Потом до меня донеслись голоса. Говорили по-французски.
- Гость очнулся.
- Пусть смотрит.
- Он узнает.
- Он не поймет.
- Он расскажет.
- Он всё забудет.
- Он помешает.
- Он не сможет.
- Он чужой.
- Он будет наш.
- Он не посвящен.
- Знание войдет в него.
- Зачем он нам?
- Он должен видеть.
- Кто он нам?
- Он мой гость.
          Один из голосов показался мне знакомым.
- Пора начинать, - сказал тот же голос.
          Один из помощников взмахнул рукой. Тотчас один из сидевших за столом встал и подошел к председательствующему. Второй помощник зажег и протянул ему свечу. И только тогда я увидел, что перед возвышением, держа в руке свечу, стоит черный голый мужчина в черной маске.
- Откуда ты пришел? – громко спросил председательствующий.
- Из тьмы.
- Куда ты идешь?
- Во тьму.
- Кому ты служишь?
- Повелителю тьмы.
- Зачем ты здесь?
- Принести ему жертву.
- Пей, - сказал председательствующий и протянул ему серебряный кубок.
          Мужчина приподнял маску и залпом выпил. Когда он опустил кубок, я увидел, что над верхней губой осталась полоска крови. Председательствующий обмакнул пальцы в кубок, протянул длинную руку и начертал на теле мужчины две кровавые линии: от шеи к животу и от левой груди к правой. Маска поклонилась и села на место.

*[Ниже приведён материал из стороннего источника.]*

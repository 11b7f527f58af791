//! Mockup compositor
//!
//! Places a customer's logo onto a base product image. Placement boxes are
//! normalized 0-1 fractions of the base image dimensions; the logo is scaled
//! to fit inside the resolved rectangle without cropping and blended with
//! standard source-over alpha. Output keeps the base image's dimensions and
//! is encoded as PNG so logo transparency passes through.

use std::io::Cursor;

use image::imageops::FilterType;
use image::{DynamicImage, ImageFormat, RgbaImage, imageops};

use crate::catalog::PlacementBox;
use crate::error::AppError;

/// Default placement when a product defines no boxes: centered, 30% of the
/// base image size
const DEFAULT_PLACEMENT_FRACTION: f64 = 0.3;

/// A placement resolved to pixel coordinates on a specific base image
#[derive(Debug, Clone, Copy, PartialEq, Eq)]
pub struct PixelRect {
    pub x: u32,
    pub y: u32,
    pub width: u32,
    pub height: u32,
}

/// Resolve the target rectangle for a base image of `base_w` x `base_h`.
///
/// Uses the first placement box when the product defines any, else the
/// centered default. Rejects boxes outside the unit square and rectangles
/// that collapse to zero pixels.
pub fn resolve_placement(
    base_w: u32,
    base_h: u32,
    boxes: &[PlacementBox],
) -> Result<PixelRect, AppError> {
    if base_w == 0 || base_h == 0 {
        return Err(AppError::InvalidPlacement("base image has zero size".into()));
    }

    let rect = match boxes.first() {
        Some(b) => {
            if !b.is_valid() {
                return Err(AppError::InvalidPlacement(format!(
                    "box x={} y={} w={} h={} is not normalized to [0,1] with positive area",
                    b.x, b.y, b.width, b.height
                )));
            }
            PixelRect {
                x: (b.x * base_w as f64).round() as u32,
                y: (b.y * base_h as f64).round() as u32,
                width: (b.width * base_w as f64).round() as u32,
                height: (b.height * base_h as f64).round() as u32,
            }
        }
        None => {
            let width = (base_w as f64 * DEFAULT_PLACEMENT_FRACTION).round() as u32;
            let height = (base_h as f64 * DEFAULT_PLACEMENT_FRACTION).round() as u32;
            PixelRect {
                x: (base_w - width) / 2,
                y: (base_h - height) / 2,
                width,
                height,
            }
        }
    };

    if rect.width == 0 || rect.height == 0 {
        return Err(AppError::InvalidPlacement(format!(
            "placement collapses to {}x{} pixels",
            rect.width, rect.height
        )));
    }

    // Clamp the far edge so rounding never pushes past the base image
    let width = rect.width.min(base_w - rect.x.min(base_w));
    let height = rect.height.min(base_h - rect.y.min(base_h));
    if width == 0 || height == 0 {
        return Err(AppError::InvalidPlacement(
            "placement lies outside the base image".into(),
        ));
    }

    Ok(PixelRect {
        x: rect.x,
        y: rect.y,
        width,
        height,
    })
}

/// Composite `logo` onto `base` inside `rect`.
///
/// The logo is scaled to fit entirely inside the rectangle preserving its
/// aspect ratio; the unused remainder of the rectangle stays untouched
/// (transparent letterboxing, never an opaque fill). Blending is source-over
/// at the rectangle's top-left corner.
pub fn compose(base: &DynamicImage, logo: &DynamicImage, rect: PixelRect) -> RgbaImage {
    let mut canvas = base.to_rgba8();
    let scaled = logo.resize(rect.width, rect.height, FilterType::Lanczos3);
    imageops::overlay(&mut canvas, &scaled.to_rgba8(), rect.x as i64, rect.y as i64);
    canvas
}

/// Encode a composited image as PNG
pub fn encode_png(img: &RgbaImage) -> Result<Vec<u8>, AppError> {
    let mut buffer = Vec::new();
    img.write_to(&mut Cursor::new(&mut buffer), ImageFormat::Png)
        .map_err(AppError::internal)?;
    Ok(buffer)
}

#[cfg(test)]
mod tests {
    use super::*;
    use image::Rgba;

    fn white_base(w: u32, h: u32) -> DynamicImage {
        DynamicImage::ImageRgba8(RgbaImage::from_pixel(w, h, Rgba([255, 255, 255, 255])))
    }

    fn red_logo(w: u32, h: u32) -> DynamicImage {
        DynamicImage::ImageRgba8(RgbaImage::from_pixel(w, h, Rgba([200, 0, 0, 255])))
    }

    fn boxes(x: f64, y: f64, w: f64, h: f64) -> Vec<PlacementBox> {
        vec![PlacementBox {
            x,
            y,
            width: w,
            height: h,
        }]
    }

    #[test]
    fn first_box_resolves_to_pixels() {
        let rect = resolve_placement(400, 200, &boxes(0.25, 0.5, 0.5, 0.25)).unwrap();
        assert_eq!(
            rect,
            PixelRect {
                x: 100,
                y: 100,
                width: 200,
                height: 50
            }
        );
    }

    #[test]
    fn no_boxes_defaults_to_centered_region() {
        let rect = resolve_placement(1000, 800, &[]).unwrap();
        assert_eq!(rect.width, 300);
        assert_eq!(rect.height, 240);
        assert_eq!(rect.x, 350);
        assert_eq!(rect.y, 280);
    }

    #[test]
    fn zero_area_box_is_rejected() {
        let err = resolve_placement(400, 200, &boxes(0.1, 0.1, 0.0, 0.5)).unwrap_err();
        assert!(matches!(err, AppError::InvalidPlacement(_)));
    }

    #[test]
    fn pixel_coordinates_are_rejected() {
        // A caller passing absolute pixels lands outside the unit square
        let err = resolve_placement(400, 200, &boxes(120.0, 40.0, 80.0, 60.0)).unwrap_err();
        assert!(matches!(err, AppError::InvalidPlacement(_)));
    }

    #[test]
    fn tiny_box_on_tiny_image_collapses() {
        let err = resolve_placement(3, 3, &boxes(0.0, 0.0, 0.1, 0.1)).unwrap_err();
        assert!(matches!(err, AppError::InvalidPlacement(_)));
    }

    #[test]
    fn output_keeps_base_dimensions() {
        let base = white_base(400, 200);
        let rect = resolve_placement(400, 200, &boxes(0.25, 0.25, 0.5, 0.5)).unwrap();
        let out = compose(&base, &red_logo(50, 50), rect);
        assert_eq!(out.dimensions(), (400, 200));
    }

    #[test]
    fn edge_box_stays_within_bounds() {
        let base = white_base(200, 200);
        let rect = resolve_placement(200, 200, &boxes(0.8, 0.8, 0.2, 0.2)).unwrap();
        assert!(rect.x + rect.width <= 200);
        assert!(rect.y + rect.height <= 200);
        let out = compose(&base, &red_logo(40, 40), rect);
        assert_eq!(out.dimensions(), (200, 200));
    }

    #[test]
    fn logo_lands_inside_the_rect() {
        let base = white_base(400, 200);
        let rect = resolve_placement(400, 200, &boxes(0.5, 0.0, 0.5, 0.5)).unwrap();
        let out = compose(&base, &red_logo(100, 100), rect);

        // Inside the scaled logo: red
        assert_eq!(out.get_pixel(rect.x + 5, rect.y + 5), &Rgba([200, 0, 0, 255]));
        // Left of the rect: untouched base
        assert_eq!(out.get_pixel(rect.x - 5, rect.y + 5), &Rgba([255, 255, 255, 255]));
    }

    #[test]
    fn letterbox_remainder_keeps_base_pixels() {
        // Wide rect, square logo: the right side of the rect must keep the
        // base color, not an opaque fill
        let base = white_base(400, 100);
        let rect = resolve_placement(400, 100, &boxes(0.0, 0.0, 1.0, 1.0)).unwrap();
        let out = compose(&base, &red_logo(80, 80), rect);
        assert_eq!(out.get_pixel(399, 50), &Rgba([255, 255, 255, 255]));
    }

    #[test]
    fn transparent_logo_pixels_pass_through() {
        let base = white_base(100, 100);
        let logo = DynamicImage::ImageRgba8(RgbaImage::from_pixel(20, 20, Rgba([0, 0, 0, 0])));
        let rect = resolve_placement(100, 100, &boxes(0.0, 0.0, 0.2, 0.2)).unwrap();
        let out = compose(&base, &logo, rect);
        assert_eq!(out.get_pixel(1, 1), &Rgba([255, 255, 255, 255]));
    }

    #[test]
    fn png_round_trips_through_decoder() {
        let base = white_base(50, 50);
        let rect = resolve_placement(50, 50, &[]).unwrap();
        let out = compose(&base, &red_logo(10, 10), rect);
        let bytes = encode_png(&out).unwrap();
        let decoded = image::load_from_memory(&bytes).unwrap();
        assert_eq!(decoded.width(), 50);
        assert_eq!(decoded.height(), 50);
    }
}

Потом из-за стола встал второй, и церемония повторилась. Снова была зажжена свеча, и те же слова гулко ударились в невидимый потолок:
- Откуда ты пришел?
- Из тьмы.
- Куда ты идешь?
- Во тьму.
- Кому ты служишь?
- Повелителю тьмы.
- Зачем ты здесь?
- Принести ему жертву.
          Снова был выпит кровавый напиток, и кровью начертан крест на груди.
Они подходили по очереди, и было их много в этом зале: белых и черных мужчин. Постепенно свечей, освещавших столы вдоль стен становилось всё больше. Но это был не тот свет, что радует глаз после темноты. Несмотря на то, что в зале становилось светлее, зрелище делалось еще более жутким: за столами в ряд, освещаемые гирляндой свечей, сидели черные уродливые маски.
Когда последний занял место за столом, держа перед собой свечу, председательствующий произнес громовым голосом:
- Вы готовы?
- Готовы, - сотрясся зал от единого возгласа.
- Тогда очертите место для жертвы.
         
«Уж не меня ли они готовят на роль жертвы?» – подумал я, с трудом отрываясь от происходящего передо мной действия. Хотя я так и не обнаружил в зале ни одной двери, и прорваться сквозь толпу этих безумных масок с окровавленными губами вряд ли бы удалось, я попытался встать. Оказалось, что это невозможно. Руки были будто приклеены к подлокотникам, а ноги не могли оторваться от пола. Я был свободен, но чья-то могущественная сила удерживала меня в кресле. И я уже начинал догадываться, что это за сила.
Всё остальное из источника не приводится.